Physical Examination

  • 1.

    General

    • a.

      Features of Cushing’s syndrome: abnormal distribution of adipose tissue, “buffalo hump” or “moon facies”

    • b.

      Features of acromegaly: frontal bossing, macroglossia, prognathism, enlarged hands and feet

  • 2.

    Eyes

    • Assessment of visual fields, visual acuity, and proptosis or abnormal position of the globe. Full examination by an ophthalmologist is warranted if there is any involvement of the optic nerve, chiasm, or orbit on imaging.

  • 3.

    Neurologic

    • A thorough cranial nerve examination should be performed with particular attention to nerves III, IV, V, and VI.

  • 4.

    Skin

    • Note the presence of striae, abnormal pigmentation, or ecchymoses suggesting Cushing’s syndrome.

  • 5.

    Nasal endoscopy

    • Assess for intranasal pathology, including septal deviations or perforations, polyps, purulence, or intranasal masses.
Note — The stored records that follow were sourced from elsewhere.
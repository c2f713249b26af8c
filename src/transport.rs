//! Message-oriented transport abstraction.
//!
//! The session task owns exactly one transport connection at a time and is
//! the only component that touches it. The trait seam exists so tests can
//! drive the lifecycle with a scripted in-memory transport; production use
//! goes through [`WsTransport`].

use crate::error::{Result, WireLinkError};
use async_trait::async_trait;
use futures_util::{SinkExt, StreamExt};
use tokio::net::TcpStream;
use tokio_tungstenite::tungstenite::protocol::Message;
use tokio_tungstenite::{connect_async, MaybeTlsStream, WebSocketStream};

/// An event reported by an open transport connection.
#[derive(Debug, Clone)]
pub enum TransportEvent {
    /// A complete text frame arrived.
    Message(String),
    /// A transport-level error. Does not itself imply the connection is
    /// gone; a `Closed` event follows when it is.
    Error(String),
    /// The connection closed, with an optional reason.
    Closed(Option<String>),
}

/// Factory for transport connections.
#[async_trait]
pub trait Transport: Send + 'static {
    /// Open a connection to `uri`. The caller applies its own connect
    /// timeout around this future.
    async fn open(&mut self, uri: &str) -> Result<Box<dyn TransportConn>>;
}

/// A single open, message-oriented connection.
#[async_trait]
pub trait TransportConn: Send {
    /// Write one text frame.
    async fn send(&mut self, text: &str) -> Result<()>;

    /// Wait for the next event. Once `Closed` has been returned the
    /// connection is spent.
    async fn next_event(&mut self) -> TransportEvent;

    /// Best-effort close; errors are swallowed.
    async fn close(&mut self);
}

/// Production WebSocket transport.
pub struct WsTransport;

impl WsTransport {
    /// Create the default WebSocket transport.
    pub fn new() -> Self {
        WsTransport
    }
}

impl Default for WsTransport {
    fn default() -> Self {
        Self::new()
    }
}

#[async_trait]
impl Transport for WsTransport {
    async fn open(&mut self, uri: &str) -> Result<Box<dyn TransportConn>> {
        log::debug!("opening websocket connection to {}", uri);
        let (stream, _response) = connect_async(uri)
            .await
            .map_err(|e| WireLinkError::TransportError(format!("connect failed: {}", e)))?;
        Ok(Box::new(WsConn {
            stream: Some(stream),
        }))
    }
}

struct WsConn {
    /// `None` once the stream has reported closed.
    stream: Option<WebSocketStream<MaybeTlsStream<TcpStream>>>,
}

#[async_trait]
impl TransportConn for WsConn {
    async fn send(&mut self, text: &str) -> Result<()> {
        let stream = self
            .stream
            .as_mut()
            .ok_or(WireLinkError::NotConnected)?;
        stream
            .send(Message::Text(text.to_string()))
            .await
            .map_err(|e| WireLinkError::TransportError(format!("send failed: {}", e)))
    }

    async fn next_event(&mut self) -> TransportEvent {
        loop {
            let stream = match self.stream.as_mut() {
                Some(s) => s,
                None => return TransportEvent::Closed(None),
            };
            match stream.next().await {
                Some(Ok(Message::Text(text))) => return TransportEvent::Message(text),
                Some(Ok(Message::Binary(data))) => match String::from_utf8(data) {
                    Ok(text) => return TransportEvent::Message(text),
                    Err(_) => {
                        return TransportEvent::Error("non-utf8 binary frame".to_string());
                    }
                },
                Some(Ok(Message::Ping(payload))) => {
                    // Keep the connection alive; delivery failures surface
                    // on the next read.
                    let _ = stream.send(Message::Pong(payload)).await;
                }
                Some(Ok(Message::Pong(_))) | Some(Ok(Message::Frame(_))) => {}
                Some(Ok(Message::Close(frame))) => {
                    self.stream = None;
                    return match frame {
                        Some(f) => TransportEvent::Closed(Some(format!(
                            "{} (code: {})",
                            f.reason,
                            u16::from(f.code)
                        ))),
                        None => TransportEvent::Closed(None),
                    };
                }
                Some(Err(e)) => {
                    // The stream is unusable after an error; report it and
                    // let the close event follow on the next poll.
                    self.stream = None;
                    return TransportEvent::Error(e.to_string());
                }
                None => {
                    self.stream = None;
                    return TransportEvent::Closed(None);
                }
            }
        }
    }

    async fn close(&mut self) {
        if let Some(mut stream) = self.stream.take() {
            let _ = stream.close(None).await;
        }
    }
}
If prior surgery has been performed, assess for adequacy of nasoseptal flap pedicles.

Imaging

  • 1.

    Maxillofacial computed tomography (CT) with contrast

    • a.

      Allows for delineation of bony anatomy of paranasal sinuses, orbits, and skull base

    • b.

      Coronal and sagittal reconstructions are helpful to evaluate the slope of the skull base, the position of the anterior ethmoid arteries, and the presence of posterior ethmoid cells associated with the optic nerve (Onodi cells).

    • c.

      Contrast angiography allows for delineation of the interface with intracranial vessels and improved visualization of the ICA.

  • 2.

    Magnetic resonance imaging of skull base with gadolinium

    • a.

      Extent of tumor

    • b.

      Location of residual pituitary gland and stalk

    • c.

      Cavernous sinus invasion

    • d.

      ICA anatomy

    • e.

      Relation to optic chiasm

Indications

  • Infectious/inflammatory sphenoid sinus disease

  • Sinonasal tumors involving the sphenoid sinus

  • Fibro-osseous lesions

  • Pituitary adenoma

    • Functional tumors uncontrolled with medical therapy

    • Macroadenomas with visual compromise

    • Interval growth of macroadenoma

  • Craniopharyngioma

  • Rathke’s cleft cyst or pituitary cysts with headaches or visual compromise

  • Meningoceles/meingoencephaloceles

  • Planum sphenoidale or tuberculum meningioma

  • Select lesions extending into the medial or anterior compartments of the cavernous sinus

  • Medial optic nerve and orbital apex decompression

Absolute Contraindications

  • Cardiopulmonary disease that prohibits surgery

  • Pathology that is on the deep side of a nerve or vessel

Relative Contraindications

  • Significant lateral extent

  • Bleeding disorder

  • Prolactinoma that has not been trialed on medical therapy

  • Vascular encasement

Preoperative Preparation

  • Evaluation by otolaryngology and neurosurgical teams

  • Endocrine consultation for pituitary tumors

  • Ophthalmologic consultation for visual disturbances

  • Discontinue aspirin and anticoagulants prior to surgery.

  • It is important to manage acute bacterial rhinosinusitis before endoscopic endonasal skull base surgery.